酒呑童子は大太刀を構えると時雨に襲いかかる。

 

時雨も迎撃しようと刀を構えるが酒呑童子の大太刀を一馬の銀隸棍による一撃が阻む。

「邪魔をすんな小僧!」

 

酒呑童子は大太刀を振るうとまるで埃をはらう様に止めようとした銀隸棍が遠くに吹き飛んでしまった。

「くっ!?さっきとは段違いに強い!」

「一馬!...ナラ、コレナラドウダ!」

 

ミゲルが銅玄を構えると酒呑童子の呪力を喰らおうと動く。

「おっと!...その武器は面倒だ。

行け酔竜。
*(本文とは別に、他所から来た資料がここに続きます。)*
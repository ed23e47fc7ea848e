//! Broker Logging Module
//!
//! Structured logging for the broker using the tracing crate. Every event
//! carries an `event` field so log pipelines can filter on it.

use {
    tracing::{debug, info, span, warn, Level, Span},
    tracing_subscriber::{layer::SubscriberExt, util::SubscriberInitExt, EnvFilter},
    uuid::Uuid,
};

/// Initialize the tracing subscriber with appropriate configuration
pub fn init_tracing() {
    let env_filter = EnvFilter::try_from_default_env()
        .unwrap_or_else(|_| EnvFilter::new("toolbroker=info,warp=info"));

    let json_format = std::env::var("LOG_FORMAT")
        .map(|v| v.to_lowercase() == "json")
        .unwrap_or(false);

    if json_format {
        // JSON format for production/structured logging
        let fmt_layer = tracing_subscriber::fmt::layer()
            .json()
            .with_current_span(true)
            .with_span_list(true);

        tracing_subscriber::registry()
            .with(env_filter)
            .with(fmt_layer)
            .init();
    } else {
        let fmt_layer = tracing_subscriber::fmt::layer()
            .with_target(true)
            .with_file(true)
            .with_line_number(true)
            .with_level(true)
            .with_ansi(true);

        tracing_subscriber::registry()
            .with(env_filter)
            .with(fmt_layer)
            .init();
    }

    info!("Tracing initialized");
}

/// Generate a unique request ID for tracking
pub fn generate_request_id() -> String {
    Uuid::new_v4().simple().to_string()
}

/// Create a span for tracking a request
pub fn request_span(route: &str, request_id: &str, api_key_id: &str) -> Span {
    span!(
        Level::INFO,
        "broker_request",
        route = %route,
        request_id = %request_id,
        caller = %api_key_id,
    )
}

/// Registration events
pub fn log_category_synthesized(category: &str) {
    warn!(
        category = %category,
        event = "category_synthesized",
        "No predefined metadata for category, using generated defaults"
    );
}

pub fn log_invalid_category(tool: &str, candidate: &str) {
    warn!(
        tool = %tool,
        candidate = %candidate,
        event = "invalid_category",
        "Derived category must match ^[a-z0-9]+$"
    );
}

pub fn log_tool_skipped(tool: &str) {
    warn!(
        tool = %tool,
        event = "tool_skipped",
        "Skipping tool without a valid category prefix"
    );
}

pub fn log_noncanonical_tool_name(tool: &str) {
    warn!(
        tool = %tool,
        pattern = crate::types::TOOL_NAME_PATTERN,
        event = "noncanonical_tool_name",
        "Registered tool name does not match the canonical pattern"
    );
}

pub fn log_registration_complete(registered: usize, skipped: usize, categories: usize) {
    info!(
        registered = registered,
        skipped = skipped,
        categories = categories,
        event = "registration_complete",
        "Tool registration complete"
    );
}

pub fn log_catalog_loaded(path: &str, entries: usize) {
    info!(
        path = %path,
        entries = entries,
        event = "catalog_loaded",
        "Loaded tool catalog"
    );
}

/// Dispatch events
///
/// Arguments can carry caller secrets, so they are only logged at debug.
pub fn log_tool_call(category: &str, tool: &str, args: &serde_json::Value) {
    info!(
        category = %category,
        tool = %tool,
        event = "tool_call",
        "Tool call requested"
    );
    debug!(
        tool = %tool,
        args = ?args,
        event = "tool_call_arguments",
        "Tool call arguments"
    );
}

pub fn log_alias_resolved(alias: &str, canonical: &str) {
    debug!(
        alias = %alias,
        canonical = %canonical,
        event = "alias_resolved",
        "Resolved tool alias"
    );
}

pub fn log_unknown_category(category: &str) {
    warn!(
        category = %category,
        event = "unknown_category",
        "Unknown category requested"
    );
}

pub fn log_unknown_tool(category: &str, tool: &str) {
    warn!(
        category = %category,
        tool = %tool,
        event = "unknown_tool",
        "Unknown tool requested"
    );
}

pub fn log_executor_missing(category: &str) {
    warn!(
        category = %category,
        event = "executor_missing",
        "No executor wired for category"
    );
}

pub fn log_rate_limited(key_id: &str, reset_in: u64) {
    warn!(
        caller = %key_id,
        reset_in_secs = reset_in,
        event = "rate_limited",
        "Request rejected by rate limiter"
    );
}

pub fn log_buckets_pruned(removed: usize, remaining: usize) {
    debug!(
        removed = removed,
        remaining = remaining,
        event = "buckets_pruned",
        "Pruned idle rate limit buckets"
    );
}

/// Server lifecycle logging
pub fn log_server_startup(port: u16) {
    info!(
        port = port,
        event = "server_startup",
        "Starting tool broker"
    );
}

pub fn log_server_ready(addr: &str) {
    info!(
        address = %addr,
        event = "server_ready",
        "Tool broker ready and listening"
    );
}

pub fn log_server_shutdown() {
    info!(
        event = "server_shutdown",
        "Tool broker shutting down"
    );
}

#[macro_export]
macro_rules! log_tool_execution {
    ($tool_name:expr, $duration:expr, $result:expr) => {
        match $result {
            Ok(_) => tracing::info!(
                tool = %$tool_name,
                duration_ms = $duration.as_millis() as u64,
                event = "tool_execution_success",
                "Tool executed successfully"
            ),
            Err(ref e) => tracing::error!(
                tool = %$tool_name,
                duration_ms = $duration.as_millis() as u64,
                error = %e,
                event = "tool_execution_error",
                "Tool execution failed"
            ),
        }
    };
}

#[cfg(test)]
mod tests {
    use super::*;

    #[test]
    fn test_request_ids_are_unique() {
        let a = generate_request_id();
        let b = generate_request_id();
        assert_ne!(a, b);
        assert_eq!(a.len(), 32);
    }

    #[test]
    fn test_tool_call_arguments_only_at_debug() {
        let args = serde_json::json!({"token": "secret"});

        let (_, events) = crate::tests::capture_events_at(tracing::Level::INFO, || {
            log_tool_call("github", "github_list_repos", &args)
        });
        assert_eq!(events, vec!["tool_call".to_string()]);

        let (_, events) = crate::tests::capture_events_at(tracing::Level::DEBUG, || {
            log_tool_call("github", "github_list_repos", &args)
        });
        assert_eq!(events, vec!["tool_call".to_string(), "tool_call_arguments".to_string()]);
    }

    #[test]
    fn test_log_tool_execution_does_not_consume_result() {
        let result: anyhow::Result<u32> = Err(anyhow::anyhow!("boom"));
        crate::log_tool_execution!("acme_ping", std::time::Duration::from_millis(3), result);
        assert!(result.is_err());
    }
}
」

 

酒呑童子の言葉で瓢箪の近くを飛んでいた酒で出来た竜がミゲルに突っ込んでいく。

 

ミゲルは突っ込んでくる竜に向けて銅玄を振るうと鎌が口を開き酔竜の喰らい始めた。

だが、銅玄が酔竜を喰らう間に新たに瓢箪から現れた酔竜がミゲルに迫る。

 

「クッ!?」

 

ミゲルは酔竜を回避しようとするが瓢箪から増え続ける酔竜に逃げ場を無くしていく。

そんなミゲルを助けたのは麗が倒れた際に落とした鉄嚼鎚を拾った一馬だった。

 

一馬は鉄嚼鎚に呪力を流し込み術を発動する。

すると、ミゲルの周囲を囲っていた酔竜が地面に押し潰され元の酒へと戻った。

 

「ほぅ....星熊童子の力で酔竜を止めたか。

やるなお前、ならこれならどうだ?

"酔竜火唸"(すいりゅうかてん)!!」

酒呑童子は酔竜に向かって口から炎を吐き出すとその炎に酒が引火し燃え上がった。

 

「俺の炎は呪力を燃やす。

俺の生み出す酒は呪力の酒であり酔竜はそれで出来ている。

さぁ、行け酔竜!」

酒呑童子は燃え盛る炎の竜に命令するとミゲルと一馬に向かって襲い掛かる。

 

ミゲルが銅玄の力で炎を喰らおうとするが近付いた瞬間、ミゲルの身体が発火した。

「グアッ!」

「ミゲルさん!」

 

「言ったろう呪力を燃やすと...お前達、呪術師は酔竜からすれば動く引火物でしかねぇ。

さぁ、どうする?

助けようとすれば今度はテメェが燃えるぞ?」

 

一馬が対処に悩んでいるとミゲルは黒縄で全身を覆い炎を打ち消した。

「ほぉ、面白い道具を使うな貴様....炎をかき消したか。」

「ハァハァ....」

 

黒縄を構えながら酒呑童子を威嚇するミゲルだったが炎によるダメージは見た目以上に深刻だった。

それは一馬も分かっていた。

 

(分が悪過ぎる。

皆を回復させたいがあの酔竜がそれを許しちゃくれない。

時雨さんも動けないのは殺られるのが分かるからだ。

どうすりゃ良い?)

 

そうしていると痺れを切らした酒呑童子が動く。

「何百年も待っていたんだ。

これ以上待つのは性に合わない。

次はこっちで相手をしてやるよ。」

 

酒呑童子は大太刀に呪力を流し込む。

すると、大太刀の刀身が三つにぶれ始めた。

「"一振で三つの斬撃"を放つ。

それが大太刀、八咫烏の力だ。

これで何人もの人間の首を刈ってきたが...俺のお気に入りはこれだ。」

 

そう言うと酒呑童子は持っている大太刀に向かって口から炎を吐く。

炎を纏った大太刀を時雨に向かって構える。

 

「オラッ!」

 

時雨に向かって放たれた三つの炎は一つの大きな炎に変わると時雨を襲った。

 

「くっ、円累。」

時雨は二刀を回転させて炎を受け流す。

しかし、炎の中から現れた斬撃に刀を弾かれてしまう。

その隙に時雨の元に一瞬で近付く酒呑童子。

 

「言ったろう斬撃を放つってよ。

これで終わりだ。」

「舐めるな!弐突!」

 

「はっ!そんななまくらで俺が斬れるかよ!」

酒呑童子の言う通り、時雨の放った突きは酒呑童子の胸に当たるが刀が火花を上げるだけで一切、ダメージを負っていなかった。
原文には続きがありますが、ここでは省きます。